Rodrigo Gonçalves Dias é doutor em biologia funcional e molecular pelo IB/InCor e pesquisador da área de genômica funcional do InCor, mas faz questão de ressaltar sua condição de educador físico, formado na Faculdade de Educação Física (FEF) da Unicamp. “O fato de um educador físico ser o primeiro colocado num Congresso Brasileiro de Cardiologia é um orgulho. Aliás, dedico esse prêmio à minha formação básica, a educação física”.

Já no início da graduação na FEF, Dias encantou-se com a área científica e aproveitou a possibilidade oferecida pela Unicamp de atuar em outras unidades para desenvolver pesquisas no IB. Foram quatro anos de iniciação científica no Departamento de Fisiologia e Biofísica no Laboratório de Estudos do Estresse, coordenado pelas professoras Dora Maria Grassi Kassisse e Regina Célia Spadari-Bratfisch. Quando prestou prova para o mestrado, acabou selecionado diretamente para o doutorado, título obtido com a pesquisa desenvolvida no InCor.

Hoje, Rodrigo Dias é considerado um dos maiores especialistas do país em genética, performance física humana e doping genético.

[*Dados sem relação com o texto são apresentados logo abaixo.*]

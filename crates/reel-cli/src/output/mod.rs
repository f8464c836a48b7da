use serde::Serialize;
use serde_json::Value;

use crate::cli::OutputFormat;
use crate::ui;

pub mod table;

/// Render a serializable response to a string in the requested format.
pub fn render<T: Serialize>(value: &T, format: OutputFormat) -> anyhow::Result<String> {
    match format {
        OutputFormat::Json => Ok(serde_json::to_string_pretty(value)?),
        OutputFormat::Table => render_table(value),
        OutputFormat::Raw => Ok(serde_json::to_string(value)?),
    }
}

/// Print a serializable response in the requested format.
pub fn output<T: Serialize>(value: &T, format: OutputFormat) -> anyhow::Result<()> {
    let rendered = render(value, format)?;
    println!("{rendered}");
    Ok(())
}

/// Print rows under fixed, ordered headers.
pub fn print_table(headers: &[&str], rows: &[Vec<String>]) {
    println!("{}", table::render_entity_table(headers, rows, table_options()));
}

fn table_options() -> table::TableOptions {
    let prefs = ui::prefs();
    table::TableOptions {
        max_width: prefs.term_width,
        color: prefs.table_color,
    }
}

fn render_table<T: Serialize>(value: &T) -> anyhow::Result<String> {
    let options = table_options();

    let value = serde_json::to_value(value)?;
    match value {
        Value::Array(items) => Ok(render_array_table(&items)),
        Value::Object(map) => {
            let headers = ["key", "value"];
            let rows = map
                .into_iter()
                .map(|(key, value)| vec![key, value_to_cell(&value)])
                .collect::<Vec<_>>();
            Ok(table::render_entity_table(&headers, &rows, options))
        }
        scalar => {
            let headers = ["value"];
            let rows = vec![vec![value_to_cell(&scalar)]];
            Ok(table::render_entity_table(&headers, &rows, options))
        }
    }
}

fn render_array_table(items: &[Value]) -> String {
    let options = table_options();

    if items.is_empty() {
        return String::from("(no rows)");
    }

    if !items.iter().all(Value::is_object) {
        let headers = ["value"];
        let rows = items
            .iter()
            .map(|item| vec![value_to_cell(item)])
            .collect::<Vec<_>>();
        return table::render_entity_table(&headers, &rows, options);
    }

    let mut headers = Vec::<String>::new();
    for map in items.iter().filter_map(Value::as_object) {
        for key in map.keys() {
            if !headers.contains(key) {
                headers.push(key.clone());
            }
        }
    }

    if headers.is_empty() {
        return String::from("(no columns)");
    }

    let header_refs = headers.iter().map(String::as_str).collect::<Vec<_>>();
    let rows = items
        .iter()
        .filter_map(Value::as_object)
        .map(|map| {
            headers
                .iter()
                .map(|header| {
                    map.get(header)
                        .map_or_else(|| String::from("-"), value_to_cell)
                })
                .collect::<Vec<_>>()
        })
        .collect::<Vec<_>>();

    table::render_entity_table(&header_refs, &rows, options)
}

fn value_to_cell(value: &Value) -> String {
    match value {
        Value::Null => String::from("-"),
        Value::Bool(v) => v.to_string(),
        Value::Number(v) => v.to_string(),
        Value::String(v) => v.clone(),
        Value::Array(items) if items.iter().all(Value::is_string) => {
            let joined = items
                .iter()
                .filter_map(Value::as_str)
                .collect::<Vec<_>>()
                .join(", ");
            if joined.is_empty() {
                String::from("-")
            } else {
                joined
            }
        }
        other => serde_json::to_string(other).unwrap_or_else(|_| String::from("<invalid-json>")),
    }
}

#[cfg(test)]
mod tests {
    use serde::Serialize;

    use super::{render, table::render_entity_table};
    use crate::cli::OutputFormat;

    #[derive(Serialize)]
    struct Example {
        decision: &'static str,
        matched_rules: Vec<&'static str>,
    }

    fn example() -> Example {
        Example {
            decision: "BLOCK",
            matched_rules: vec!["prohibited_medical_claim", "chemical_hazard"],
        }
    }

    #[test]
    fn json_render_is_valid_json() {
        let out = render(&example(), OutputFormat::Json).expect("json render should work");
        let parsed: serde_json::Value = serde_json::from_str(&out).expect("json should parse");
        assert_eq!(parsed["decision"], "BLOCK");
        assert_eq!(parsed["matched_rules"][1], "chemical_hazard");
    }

    #[test]
    fn raw_render_is_single_line_json() {
        let out = render(&example(), OutputFormat::Raw).expect("raw render should work");
        assert!(!out.contains('\n'));
        assert!(serde_json::from_str::<serde_json::Value>(&out).is_ok());
    }

    #[test]
    fn table_render_joins_string_lists() {
        let out = render(&example(), OutputFormat::Table).expect("table render should work");
        assert!(out.lines().next().is_some_and(|line| line.contains("key")));
        assert!(out.contains("prohibited_medical_claim, chemical_hazard"));
    }

    #[test]
    fn table_render_for_empty_array() {
        let empty: Vec<Example> = Vec::new();
        assert_eq!(render(&empty, OutputFormat::Table).unwrap(), "(no rows)");
    }

    #[test]
    fn table_alignment_handles_mixed_widths() {
        let headers = ["creator", "decision", "summary"];
        let rows = vec![
            vec!["@a".to_string(), "APPROVE".to_string(), "short".to_string()],
            vec![
                "@SpainOnAFork".to_string(),
                "BLOCK".to_string(),
                "a much longer summary".to_string(),
            ],
        ];

        let table = render_entity_table(
            &headers,
            &rows,
            super::table::TableOptions {
                max_width: None,
                color: false,
            },
        );
        let lines: Vec<&str> = table.lines().collect();

        assert_eq!(lines.len(), 4);
        assert!(lines[0].contains("creator"));
        assert!(lines[0].contains("summary"));
        assert!(lines[1].chars().all(|c| c == '-'));
    }
}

Ele explica que os cientistas já vêm identificando genes específicos que podem tornar o homem mais veloz e resistente, sendo que, dentre os quase 200 genes já identificados, alguns já estão cotados para serem usados como doping genético. “Os métodos para a transferência e o bloqueio de genes já estão disponíveis e existem inúmeros laboratórios no mundo com biotecnologia para a aplicação da técnica”, escreveu em artigo para a revista Época.

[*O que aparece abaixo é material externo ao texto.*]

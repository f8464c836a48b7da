use schemars::JsonSchema;
use serde::{Deserialize, Serialize};

use crate::enums::{Decision, Engine};

/// Marker stored in [`ComplianceReport::video_id`] when no video was resolved.
pub const VIDEO_ID_NOT_AVAILABLE: &str = "N/A";

/// Structured policy findings attached to a report.
#[derive(Debug, Clone, Serialize, Deserialize, JsonSchema, PartialEq, Eq)]
pub struct PolicyChecks {
    /// Human-readable finding for the final decision.
    pub status: String,
    /// Names of every rule that matched, in evaluation order.
    #[serde(default)]
    pub matched_rules: Vec<String>,
}

impl PolicyChecks {
    /// Findings that describe an actual violation, skipping pass/clean notes.
    #[must_use]
    pub fn violations(&self) -> Vec<String> {
        [("status", &self.status)]
            .into_iter()
            .filter(|(_, value)| !value.contains("Clean") && !value.contains("Pass"))
            .map(|(key, value)| format!("{key}: {value}"))
            .collect()
    }
}

/// The output record of one video submission.
#[derive(Debug, Clone, Serialize, Deserialize, JsonSchema, PartialEq, Eq)]
pub struct ComplianceReport {
    pub summary: String,
    #[serde(rename = "tl_engine")]
    pub engine: Engine,
    pub decision: Decision,
    pub policy_checks: PolicyChecks,
    /// Resolved video id, or [`VIDEO_ID_NOT_AVAILABLE`].
    pub video_id: String,
}

impl ComplianceReport {
    /// Whether the report references a video that exists on the service.
    #[must_use]
    pub fn has_video(&self) -> bool {
        self.video_id != VIDEO_ID_NOT_AVAILABLE
    }
}

impl Default for ComplianceReport {
    /// The state a report starts in before any pipeline stage succeeds.
    fn default() -> Self {
        Self {
            summary: "Analysis failed.".to_string(),
            engine: Engine::SystemError,
            decision: Decision::Block,
            policy_checks: PolicyChecks {
                status: "Pipeline Error".to_string(),
                matched_rules: Vec::new(),
            },
            video_id: VIDEO_ID_NOT_AVAILABLE.to_string(),
        }
    }
}
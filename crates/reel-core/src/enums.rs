//! Decision, engine, and task status enums.
//!
//! `Decision` serializes upper-case (`APPROVE`), `Engine` serializes as its
//! human-readable label, and `TaskStatus` round-trips through the raw status
//! string reported by the remote service.

use schemars::JsonSchema;
use serde::{Deserialize, Serialize};
use std::fmt;
use std::str::FromStr;

use crate::errors::CoreError;

// ---------------------------------------------------------------------------
// Decision
// ---------------------------------------------------------------------------

/// Compliance decision attached to a report.
#[derive(Debug, Clone, Copy, PartialEq, Eq, Hash, Serialize, Deserialize, JsonSchema)]
#[serde(rename_all = "UPPERCASE")]
pub enum Decision {
    Approve,
    Review,
    Block,
}

impl Decision {
    #[must_use]
    pub const fn as_str(self) -> &'static str {
        match self {
            Self::Approve => "APPROVE",
            Self::Review => "REVIEW",
            Self::Block => "BLOCK",
        }
    }

    /// Whether the asset passed without any finding.
    #[must_use]
    pub const fn is_approved(self) -> bool {
        matches!(self, Self::Approve)
    }
}

impl fmt::Display for Decision {
    fn fmt(&self, f: &mut fmt::Formatter<'_>) -> fmt::Result {
        f.write_str(self.as_str())
    }
}

impl FromStr for Decision {
    type Err = CoreError;

    fn from_str(s: &str) -> Result<Self, Self::Err> {
        match s.to_ascii_uppercase().as_str() {
            "APPROVE" => Ok(Self::Approve),
            "REVIEW" => Ok(Self::Review),
            "BLOCK" => Ok(Self::Block),
            _ => Err(CoreError::UnknownDecision(s.to_string())),
        }
    }
}

// ---------------------------------------------------------------------------
// Engine
// ---------------------------------------------------------------------------

/// Which degradation tier produced a report's summary.
///
/// ```text
/// system_error → ingest_only → full_dual_model
///              ↘ circuit_breaker
/// ```
#[derive(Debug, Clone, Copy, PartialEq, Eq, Hash, Serialize, Deserialize, JsonSchema)]
pub enum Engine {
    /// Ingestion and the dedicated summarization call both succeeded.
    #[serde(rename = "Twelve Labs (Marengo 3.0 + Pegasus 1.2)")]
    FullDualModel,
    /// Ingestion succeeded but summarization never produced a result.
    #[serde(rename = "Twelve Labs (Marengo 3.0)")]
    IngestOnly,
    /// A static fallback description replaced the live summary.
    #[serde(rename = "Twelve Labs (Circuit Breaker Mode)")]
    CircuitBreaker,
    /// Nothing completed; the report still carries its initial defaults.
    #[serde(rename = "System Error")]
    SystemError,
}

impl Engine {
    #[must_use]
    pub const fn label(self) -> &'static str {
        match self {
            Self::FullDualModel => "Twelve Labs (Marengo 3.0 + Pegasus 1.2)",
            Self::IngestOnly => "Twelve Labs (Marengo 3.0)",
            Self::CircuitBreaker => "Twelve Labs (Circuit Breaker Mode)",
            Self::SystemError => "System Error",
        }
    }

    /// Whether the summary came from a fallback or error path.
    #[must_use]
    pub const fn is_degraded(self) -> bool {
        !matches!(self, Self::FullDualModel)
    }
}

impl fmt::Display for Engine {
    fn fmt(&self, f: &mut fmt::Formatter<'_>) -> fmt::Result {
        f.write_str(self.label())
    }
}

// ---------------------------------------------------------------------------
// TaskStatus
// ---------------------------------------------------------------------------

/// Status of a remote analysis task.
///
/// ```text
/// <anything else> → ready
///                 → failed
///                 → error
/// ```
///
/// Only `ready`, `failed` and `error` are recognized; every other value the
/// service reports (`pending`, `indexing`, `validating`, ...) is kept verbatim
/// as [`TaskStatus::Processing`]. A missing or `null` status is processing
/// with an empty label.
#[derive(Debug, Clone, PartialEq, Eq, Hash, Serialize, Deserialize)]
#[serde(from = "Option<String>", into = "String")]
pub enum TaskStatus {
    Ready,
    Failed,
    Error,
    Processing(String),
}

impl Default for TaskStatus {
    fn default() -> Self {
        Self::Processing(String::new())
    }
}

impl TaskStatus {
    #[must_use]
    pub fn as_str(&self) -> &str {
        match self {
            Self::Ready => "ready",
            Self::Failed => "failed",
            Self::Error => "error",
            Self::Processing(raw) => raw,
        }
    }

    /// Whether no further status change will occur.
    #[must_use]
    pub const fn is_terminal(&self) -> bool {
        !matches!(self, Self::Processing(_))
    }

    /// Whether this is a terminal failure (`failed` or `error`).
    #[must_use]
    pub const fn is_failure(&self) -> bool {
        matches!(self, Self::Failed | Self::Error)
    }
}

impl From<String> for TaskStatus {
    fn from(raw: String) -> Self {
        match raw.as_str() {
            "ready" => Self::Ready,
            "failed" => Self::Failed,
            "error" => Self::Error,
            _ => Self::Processing(raw),
        }
    }
}

impl From<Option<String>> for TaskStatus {
    fn from(raw: Option<String>) -> Self {
        match raw {
            Some(raw) => Self::from(raw),
            None => Self::default(),
        }
    }
}

impl From<&str> for TaskStatus {
    fn from(raw: &str) -> Self {
        Self::from(raw.to_string())
    }
}

impl From<TaskStatus> for String {
    fn from(status: TaskStatus) -> Self {
        match status {
            TaskStatus::Processing(raw) => raw,
            other => other.as_str().to_string(),
        }
    }
}

impl fmt::Display for TaskStatus {
    fn fmt(&self, f: &mut fmt::Formatter<'_>) -> fmt::Result {
        f.write_str(self.as_str())
    }
}
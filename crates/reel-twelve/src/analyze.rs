//! Streamed open-ended analysis (`/analyze`).
//!
//! The service answers with newline-delimited JSON. Text arrives in one of
//! three shapes, checked in order:
//! - `{"data": "..."}`
//! - `{"text": "..."}` (e.g. `{"event_type": "text_generation", "text": "..."}`)
//! - a bare JSON string
//!
//! Other objects (`stream_start`, `stream_end`, ...) contribute nothing, and
//! lines that are not valid JSON are logged and skipped.

use futures::StreamExt;
use serde::Serialize;
use serde_json::Value;

use crate::{TwelveClient, error::ServiceError, http};

#[derive(Serialize)]
struct AnalyzeRequest<'a> {
    video_id: &'a str,
    prompt: &'a str,
    stream: bool,
}

/// Incremental NDJSON reader that concatenates text chunks.
#[derive(Debug, Default)]
pub struct AnswerAccumulator {
    pending: Vec<u8>,
    answer: String,
    skipped: usize,
}

impl AnswerAccumulator {
    /// Feed raw bytes; complete lines are parsed immediately.
    pub fn push(&mut self, bytes: &[u8]) {
        self.pending.extend_from_slice(bytes);
        while let Some(pos) = self.pending.iter().position(|b| *b == b'\n') {
            let line: Vec<u8> = self.pending.drain(..=pos).collect();
            self.consume_line(&line);
        }
    }

    /// Flush a trailing line without a newline and return the answer.
    #[must_use]
    pub fn finish(mut self) -> String {
        let rest = std::mem::take(&mut self.pending);
        self.consume_line(&rest);
        self.answer
    }

    /// Lines that were not valid JSON so far.
    #[must_use]
    pub const fn skipped(&self) -> usize {
        self.skipped
    }

    fn consume_line(&mut self, raw: &[u8]) {
        let line = String::from_utf8_lossy(raw);
        let line = line.trim();
        if line.is_empty() {
            return;
        }
        tracing::trace!(line = %truncate(line, 100), "analyze chunk received");
        match serde_json::from_str::<Value>(line) {
            Ok(value) => {
                if let Some(text) = chunk_text(&value) {
                    self.answer.push_str(text);
                }
            }
            Err(error) => {
                self.skipped += 1;
                tracing::warn!(%error, line = %truncate(line, 100), "skipping unparseable analyze chunk");
            }
        }
    }
}

/// Text carried by one parsed chunk, if any.
fn chunk_text(value: &Value) -> Option<&str> {
    match value {
        Value::Object(map) => map
            .get("data")
            .map_or_else(|| map.get("text").and_then(Value::as_str), Value::as_str),
        Value::String(text) => Some(text),
        _ => None,
    }
}

fn truncate(line: &str, max_chars: usize) -> String {
    line.chars().take(max_chars).collect()
}

/// Drain a streamed analyze response into one answer string.
///
/// # Errors
///
/// Returns [`ServiceError::Http`] if the body stream breaks mid-way.
pub async fn collect_answer(resp: reqwest::Response) -> Result<String, ServiceError> {
    let mut stream = resp.bytes_stream();
    let mut acc = AnswerAccumulator::default();
    while let Some(chunk) = stream.next().await {
        acc.push(&chunk?);
    }
    Ok(acc.finish())
}

impl TwelveClient {
    /// Ask the generation model an open-ended question about a video.
    ///
    /// Returns the concatenated streamed text (possibly empty).
    ///
    /// # Errors
    ///
    /// Returns [`ServiceError::Api`] if the service answers with anything
    /// but 200, or [`ServiceError::Http`] for transport failures.
    pub async fn analyze(&self, video_id: &str, prompt: &str) -> Result<String, ServiceError> {
        let body = AnalyzeRequest {
            video_id,
            prompt,
            stream: true,
        };
        let resp = self
            .http
            .post(self.url("/analyze"))
            .json(&body)
            .send()
            .await?;
        let resp = http::check_response(resp, http::OK).await?;
        collect_answer(resp).await
    }
}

Em paralelo ao seu projeto principal no InCor, Dias também trabalha com o rastreamento de genes com potencial em influenciar a performance física humana e a boa forma física relacionada à saúde. Por conta do Pan de 2007 e da Olimpíada de Pequim, o pesquisador tornou-se fonte da mídia quando o assunto era o “doping genético”.

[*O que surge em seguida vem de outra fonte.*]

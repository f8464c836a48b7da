mod index;
mod report;
mod task;

pub use index::{AnalysisIndex, IndexModel};
pub use report::{ComplianceReport, PolicyChecks, VIDEO_ID_NOT_AVAILABLE};
pub use task::AnalysisTask;
use reel_config::ReelConfig;
use serde::Serialize;

use crate::cli::GlobalFlags;
use crate::output;

#[derive(Debug, Serialize)]
struct ConfigView {
    configured: bool,
    worst_case_wait_secs: u64,
    service: reel_config::ServiceConfig,
    polling: reel_config::PollingConfig,
    search: reel_config::SearchConfig,
}

impl From<&ReelConfig> for ConfigView {
    fn from(config: &ReelConfig) -> Self {
        let mut service = config.service.clone();
        service.api_key = service.masked_api_key();
        Self {
            configured: config.service.is_configured(),
            worst_case_wait_secs: config.polling.worst_case_wait().as_secs(),
            service,
            polling: config.polling.clone(),
            search: config.search.clone(),
        }
    }
}

/// Handle `reel config`.
pub fn handle(config: &ReelConfig, flags: &GlobalFlags) -> anyhow::Result<()> {
    output::output(&ConfigView::from(config), flags.format)
}
//! Pet API 模块
//!
//! 路径沿用小程序端的 `/api/cat` 约定。

mod handler;

use axum::{
    Router,
    routing::{delete, get, post, put},
};

use crate::core::ServerState;

pub fn router() -> Router<ServerState> {
    Router::new().nest("/api/cat", routes())
}

fn routes() -> Router<ServerState> {
    Router::new()
        .route("/list", get(handler::list))
        .route("/detail/{id}", get(handler::detail))
        .route("/add", post(handler::create))
        .route("/update", put(handler::update))
        .route("/status", put(handler::update_status))
        .route("/delete/{id}", delete(handler::delete))
}
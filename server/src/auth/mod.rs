//! 认证授权模块
//!
//! 受保护命名空间的请求门控：
//! - [`GatePolicy`] - 纯决策策略
//! - [`CurrentUser`] - 解析后的调用方身份
//! - [`authorize`] - axum 中间件

pub mod gate;
pub mod middleware;

pub use gate::{CurrentUser, GateDenial, GatePolicy};
pub use gate::{DEBUG_OPENID_HEADER, OPENID_HEADER, PROTECTED_PREFIX};
pub use middleware::authorize;
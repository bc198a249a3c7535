//! 工具模块 - 通用工具函数和类型
//!
//! # 内容
//!
//! - [`AppError`] - 应用错误类型
//! - [`AppResponse`] - API 响应结构
//! - [`AppResult`] - 应用级 Result 别名
//! - 日志等工具

pub mod error;
pub mod logger;
pub mod result;

pub use error::{AppError, AppResponse, ok, ok_with_message};
pub use logger::{init_logger, init_logger_with_file};
pub use result::AppResult;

“Em termos de resultados, ele não difere significativamente do doping convencional. A manipulação dos níveis de uma substância no sangue, como a testosterona e a eritropoietina (EPO), pode ser feita com o uso da proteína recombinante (droga sintética produzida em laboratório) ou com a ‘transfecção’ de um gene que contenha o código específico para produzir esses hormônios no organismo do atleta”, afirmou no mesmo artigo.

Na opinião de Dias, o que torna o doping genético mais atraente para o atleta de alto desempenho é o fato de uma única aplicação poder resultar em superprodução contínua do hormônio. Outra vantagem seria a possibilidade de introduzir genes em grupos musculares específicos, como das pernas de um jogador de vôlei, oferecendo maior potência no salto. Além disso, a estrutura química do hormônio produzido pelo gene artificial é virtualmente idêntica à estrutura do hormônio produzido naturalmente, o que dificulta sua detecção no antidoping.

Entretanto, segundo Rodrigo Dias, os atletas correm grandes riscos, pois a maioria destes resultados vem de estudos com animais de laboratório e, por isso, o doping genético malsucedido pode trazer conseqüências irreversíveis para humanos. Um exemplo é a droga MYO-029, bloqueador de uma proteína que inibe o crescimento muscular, desenvolvida como esperança para o tratamento da distrofia muscular e que apenas começa a ser testada em humanos, mas cuja utilização por atletas de elite já é tida como inevitável.